The Women Who Loved And Fought Alongside Nelson Mandela

As the world continues to mourn the death of Nelson Mandela, many of us are getting the chance to learn more about him and all the great work he has done throughout his life. We’ve also had the chance to learn about the women who have been in his life: His wives, the women who fought with him in the ANC and against apartheid, and the women in his life who were influenced by his activism and story to tell their own .








Mase was the first wife of Nelson Mandela. The two were married in 1944 after meeting through friends (and Mandela’s fellow activists), Walter and Albertina Sisulu. Though things became strained during their marriage as Mandela became more interested in African Nationalist ideologies (and accusations of infidelity arised), Mase had four children with him (all but one have passed on) before pushing away politics for Jehovah’s Witness work. They divorced in 1958.
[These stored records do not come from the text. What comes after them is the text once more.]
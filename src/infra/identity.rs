//! Identity store: groups, academic domains, users, OAuth identities.
//!
//! Transactional CRUD over the auth store. Lookups return `Ok(None)` for
//! absent rows; errors are reserved for store failures. Group membership is
//! decided by the login flow, not here.

use chrono::{DateTime, Utc};
use sqlx::SqlitePool;

use crate::domain::{Group, OauthIdentity, OauthProvider, Role, User, UserStatus};
use crate::infra::{GatewayError, Result};

/// Access to identity-related tables, shared by every other component.
#[derive(Clone)]
pub struct IdentityStore {
    pool: SqlitePool,
}

#[derive(sqlx::FromRow)]
struct GroupRow {
    id: i64,
    name: String,
    default_rpm: i64,
    description: Option<String>,
    created_at: DateTime<Utc>,
}

impl GroupRow {
    fn into_group(self) -> Group {
        Group {
            id: self.id,
            name: self.name,
            default_rpm: self.default_rpm,
            description: self.description,
            created_at: self.created_at,
        }
    }
}

#[derive(sqlx::FromRow)]
struct UserRow {
    id: i64,
    email: String,
    display_name: String,
    role: String,
    status: String,
    group_id: i64,
    max_tokens: i64,
    created_at: DateTime<Utc>,
}

impl UserRow {
    fn into_user(self, group: Option<Group>) -> Result<User> {
        let role = Role::parse(&self.role)
            .ok_or_else(|| GatewayError::Internal(format!("unknown role in store: {}", self.role)))?;
        let status = UserStatus::parse(&self.status).ok_or_else(|| {
            GatewayError::Internal(format!("unknown status in store: {}", self.status))
        })?;
        Ok(User {
            id: self.id,
            email: self.email,
            display_name: self.display_name,
            role,
            status,
            group_id: self.group_id,
            max_tokens: self.max_tokens,
            created_at: self.created_at,
            group,
        })
    }
}

/// Joined user + group row for lookups that need the quota tier.
#[derive(sqlx::FromRow)]
struct UserWithGroupRow {
    id: i64,
    email: String,
    display_name: String,
    role: String,
    status: String,
    group_id: i64,
    max_tokens: i64,
    created_at: DateTime<Utc>,
    g_id: i64,
    g_name: String,
    g_default_rpm: i64,
    g_description: Option<String>,
    g_created_at: DateTime<Utc>,
}

impl UserWithGroupRow {
    fn into_user(self) -> Result<User> {
        let group = Group {
            id: self.g_id,
            name: self.g_name,
            default_rpm: self.g_default_rpm,
            description: self.g_description,
            created_at: self.g_created_at,
        };
        UserRow {
            id: self.id,
            email: self.email,
            display_name: self.display_name,
            role: self.role,
            status: self.status,
            group_id: self.group_id,
            max_tokens: self.max_tokens,
            created_at: self.created_at,
        }
        .into_user(Some(group))
    }
}

#[derive(sqlx::FromRow)]
struct OauthIdentityRow {
    id: i64,
    user_id: i64,
    provider: String,
    provider_id: String,
    access_token: Option<String>,
    refresh_token: Option<String>,
    created_at: DateTime<Utc>,
}

impl OauthIdentityRow {
    fn into_identity(self) -> Result<OauthIdentity> {
        let provider = OauthProvider::parse(&self.provider).ok_or_else(|| {
            GatewayError::Internal(format!("unknown provider in store: {}", self.provider))
        })?;
        Ok(OauthIdentity {
            id: self.id,
            user_id: self.user_id,
            provider,
            provider_id: self.provider_id,
            access_token: self.access_token,
            refresh_token: self.refresh_token,
            created_at: self.created_at,
        })
    }
}

const USER_WITH_GROUP_SELECT: &str = r#"
    SELECT u.id, u.email, u.display_name, u.role, u.status, u.group_id, u.max_tokens, u.created_at,
           g.id AS g_id, g.name AS g_name, g.default_rpm AS g_default_rpm,
           g.description AS g_description, g.created_at AS g_created_at
    FROM users u
    JOIN groups g ON u.group_id = g.id
"#;

impl IdentityStore {
    pub fn new(pool: SqlitePool) -> Self {
        Self { pool }
    }

    pub fn pool(&self) -> &SqlitePool {
        &self.pool
    }

    // --- groups ---

    pub async fn all_groups(&self) -> Result<Vec<Group>> {
        let rows = sqlx::query_as::<_, GroupRow>(
            "SELECT id, name, default_rpm, description, created_at FROM groups ORDER BY name",
        )
        .fetch_all(&self.pool)
        .await?;
        Ok(rows.into_iter().map(GroupRow::into_group).collect())
    }

    pub async fn group_by_id(&self, id: i64) -> Result<Option<Group>> {
        let row = sqlx::query_as::<_, GroupRow>(
            "SELECT id, name, default_rpm, description, created_at FROM groups WHERE id = ?",
        )
        .bind(id)
        .fetch_optional(&self.pool)
        .await?;
        Ok(row.map(GroupRow::into_group))
    }

    pub async fn group_by_name(&self, name: &str) -> Result<Option<Group>> {
        let row = sqlx::query_as::<_, GroupRow>(
            "SELECT id, name, default_rpm, description, created_at FROM groups WHERE name = ?",
        )
        .bind(name)
        .fetch_optional(&self.pool)
        .await?;
        Ok(row.map(GroupRow::into_group))
    }

    pub async fn create_group(
        &self,
        name: &str,
        default_rpm: i64,
        description: Option<&str>,
    ) -> Result<Group> {
        let result = sqlx::query("INSERT INTO groups (name, default_rpm, description) VALUES (?, ?, ?)")
            .bind(name)
            .bind(default_rpm)
            .bind(description)
            .execute(&self.pool)
            .await?;

        self.group_by_id(result.last_insert_rowid())
            .await?
            .ok_or_else(|| GatewayError::Internal("group vanished after insert".to_string()))
    }

    /// Updates are issued per field so callers can patch independently.
    pub async fn update_group(
        &self,
        id: i64,
        name: Option<&str>,
        default_rpm: Option<i64>,
        description: Option<&str>,
    ) -> Result<()> {
        if let Some(name) = name {
            sqlx::query("UPDATE groups SET name = ? WHERE id = ?")
                .bind(name)
                .bind(id)
                .execute(&self.pool)
                .await?;
        }
        if let Some(rpm) = default_rpm {
            sqlx::query("UPDATE groups SET default_rpm = ? WHERE id = ?")
                .bind(rpm)
                .bind(id)
                .execute(&self.pool)
                .await?;
        }
        if let Some(description) = description {
            sqlx::query("UPDATE groups SET description = ? WHERE id = ?")
                .bind(description)
                .bind(id)
                .execute(&self.pool)
                .await?;
        }
        Ok(())
    }

    /// Fails while any user still references the group (FK RESTRICT).
    pub async fn delete_group(&self, id: i64) -> Result<()> {
        sqlx::query("DELETE FROM groups WHERE id = ?")
            .bind(id)
            .execute(&self.pool)
            .await
            .map_err(|e| match e {
                sqlx::Error::Database(ref db) if db.message().contains("FOREIGN KEY") => {
                    GatewayError::BadInput("group is still referenced by users".to_string())
                }
                other => GatewayError::Database(other),
            })?;
        Ok(())
    }

    // --- academic domains ---

    pub async fn all_academic_domains(&self) -> Result<Vec<String>> {
        let rows: Vec<(String,)> =
            sqlx::query_as("SELECT domain FROM academic_domains ORDER BY domain")
                .fetch_all(&self.pool)
                .await?;
        Ok(rows.into_iter().map(|(d,)| d).collect())
    }

    pub async fn is_academic_domain(&self, domain: &str) -> Result<bool> {
        let row: (i64,) =
            sqlx::query_as("SELECT COUNT(*) FROM academic_domains WHERE domain = ?")
                .bind(domain)
                .fetch_one(&self.pool)
                .await?;
        Ok(row.0 > 0)
    }

    pub async fn add_academic_domain(&self, domain: &str) -> Result<()> {
        sqlx::query("INSERT OR IGNORE INTO academic_domains (domain) VALUES (?)")
            .bind(domain.to_lowercase())
            .execute(&self.pool)
            .await?;
        Ok(())
    }

    pub async fn remove_academic_domain(&self, domain: &str) -> Result<()> {
        sqlx::query("DELETE FROM academic_domains WHERE domain = ?")
            .bind(domain)
            .execute(&self.pool)
            .await?;
        Ok(())
    }

    // --- users ---

    /// Looks up a user with the group join populated.
    pub async fn user_by_id(&self, id: i64) -> Result<Option<User>> {
        let row = sqlx::query_as::<_, UserWithGroupRow>(
            &format!("{USER_WITH_GROUP_SELECT} WHERE u.id = ?"),
        )
        .bind(id)
        .fetch_optional(&self.pool)
        .await?;
        row.map(UserWithGroupRow::into_user).transpose()
    }

    pub async fn user_by_email(&self, email: &str) -> Result<Option<User>> {
        let row = sqlx::query_as::<_, UserRow>(
            "SELECT id, email, display_name, role, status, group_id, max_tokens, created_at
             FROM users WHERE email = ?",
        )
        .bind(email)
        .fetch_optional(&self.pool)
        .await?;
        row.map(|r| r.into_user(None)).transpose()
    }

    pub async fn all_users(&self, limit: i64, offset: i64) -> Result<Vec<User>> {
        let rows = sqlx::query_as::<_, UserWithGroupRow>(&format!(
            "{USER_WITH_GROUP_SELECT} ORDER BY u.created_at DESC LIMIT ? OFFSET ?"
        ))
        .bind(limit)
        .bind(offset)
        .fetch_all(&self.pool)
        .await?;
        rows.into_iter().map(UserWithGroupRow::into_user).collect()
    }

    /// Group assignment comes from the caller; emails are case-folded here so
    /// the unique index sees one spelling.
    pub async fn create_user(
        &self,
        email: &str,
        display_name: &str,
        group_id: i64,
    ) -> Result<User> {
        let result =
            sqlx::query("INSERT INTO users (email, display_name, group_id) VALUES (?, ?, ?)")
                .bind(email.to_lowercase())
                .bind(display_name)
                .bind(group_id)
                .execute(&self.pool)
                .await?;

        self.user_by_id(result.last_insert_rowid())
            .await?
            .ok_or_else(|| GatewayError::Internal("user vanished after insert".to_string()))
    }

    /// Suspending a user does not touch their sessions; session validation
    /// re-checks status on every request.
    pub async fn update_user(
        &self,
        id: i64,
        role: Option<Role>,
        status: Option<UserStatus>,
        group_id: Option<i64>,
        max_tokens: Option<i64>,
    ) -> Result<()> {
        if let Some(role) = role {
            sqlx::query("UPDATE users SET role = ? WHERE id = ?")
                .bind(role.as_str())
                .bind(id)
                .execute(&self.pool)
                .await?;
        }
        if let Some(status) = status {
            sqlx::query("UPDATE users SET status = ? WHERE id = ?")
                .bind(status.as_str())
                .bind(id)
                .execute(&self.pool)
                .await?;
        }
        if let Some(group_id) = group_id {
            sqlx::query("UPDATE users SET group_id = ? WHERE id = ?")
                .bind(group_id)
                .bind(id)
                .execute(&self.pool)
                .await?;
        }
        if let Some(max_tokens) = max_tokens {
            sqlx::query("UPDATE users SET max_tokens = ? WHERE id = ?")
                .bind(max_tokens)
                .bind(id)
                .execute(&self.pool)
                .await?;
        }
        Ok(())
    }

    /// Number of non-revoked tokens, used against `max_tokens` at issuance.
    pub async fn user_token_count(&self, user_id: i64) -> Result<i64> {
        let row: (i64,) =
            sqlx::query_as("SELECT COUNT(*) FROM tokens WHERE user_id = ? AND revoked_at IS NULL")
                .bind(user_id)
                .fetch_one(&self.pool)
                .await?;
        Ok(row.0)
    }

    // --- oauth identities ---

    pub async fn oauth_identity(
        &self,
        provider: OauthProvider,
        provider_id: &str,
    ) -> Result<Option<OauthIdentity>> {
        let row = sqlx::query_as::<_, OauthIdentityRow>(
            "SELECT id, user_id, provider, provider_id, access_token, refresh_token, created_at
             FROM oauth_identities WHERE provider = ? AND provider_id = ?",
        )
        .bind(provider.as_str())
        .bind(provider_id)
        .fetch_optional(&self.pool)
        .await?;
        row.map(OauthIdentityRow::into_identity).transpose()
    }

    pub async fn create_oauth_identity(
        &self,
        user_id: i64,
        provider: OauthProvider,
        provider_id: &str,
        access_token: Option<&str>,
        refresh_token: Option<&str>,
    ) -> Result<OauthIdentity> {
        let result = sqlx::query(
            "INSERT INTO oauth_identities (user_id, provider, provider_id, access_token, refresh_token)
             VALUES (?, ?, ?, ?, ?)",
        )
        .bind(user_id)
        .bind(provider.as_str())
        .bind(provider_id)
        .bind(access_token)
        .bind(refresh_token)
        .execute(&self.pool)
        .await?;

        let row = sqlx::query_as::<_, OauthIdentityRow>(
            "SELECT id, user_id, provider, provider_id, access_token, refresh_token, created_at
             FROM oauth_identities WHERE id = ?",
        )
        .bind(result.last_insert_rowid())
        .fetch_one(&self.pool)
        .await?;
        row.into_identity()
    }

    /// Refreshes the stored upstream tokens on re-login. They are a record
    /// only; nothing in the gateway reads them back out.
    pub async fn update_oauth_identity_tokens(
        &self,
        id: i64,
        access_token: Option<&str>,
        refresh_token: Option<&str>,
    ) -> Result<()> {
        sqlx::query("UPDATE oauth_identities SET access_token = ?, refresh_token = ? WHERE id = ?")
            .bind(access_token)
            .bind(refresh_token)
            .bind(id)
            .execute(&self.pool)
            .await?;
        Ok(())
    }
}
The same year that Nelson Mandela and Evelyn Mase ended their marriage, he went on to marry Winnie Madikizela, the first black medical social worker in South Africa. At the time, Mandela was already the leader of the African National Congress, and she also became heavily involved in activism, especially when Mandela was targeted by the government and inevitably imprisoned in 1964 for life. She was so heavily involved while trying to raise their two daughters by herself that she wound up being jailed quite a few times for her anti-apartheid work. She became a controversial figure for believing in violent retaliation against black South Africans who supported the apartheid regime, and for future legal trouble (including being involved in acts of violence, as her bodyguards, the Mandela United Football Club, were infamous for kidnapping individuals, torturing them and even killing a teenager). But despite all that, she was known as the “Mother of the Nation.” She continued with her political pursuits and after the release of Nelson Mandela from prison, he made her his deputy minister of arts when he was elected (before being ousted in 1995), was president of the ANC Women’s League, and a member of South Africa’s Parliament. Nelson and Winnie Mandela would divorce in 1996.




Machel, an advocate for women and children’s righs from Mozambique, is the widow of Mozambican President Samora Machel. She wed Nelson Mandela in 1998 on his 80th birthday.  But before that marriage happened, Machel was the Minister of Education and Culture in Mozambique, and later, was behind a major report for the United Nations on how children are impacted by armed conflict. She was awarded the Nansen Medal in ’95 for all her humanitarian work, and has been a member of the Elders, a group comprised of world leaders in 2007 to help find solutions to major world problems.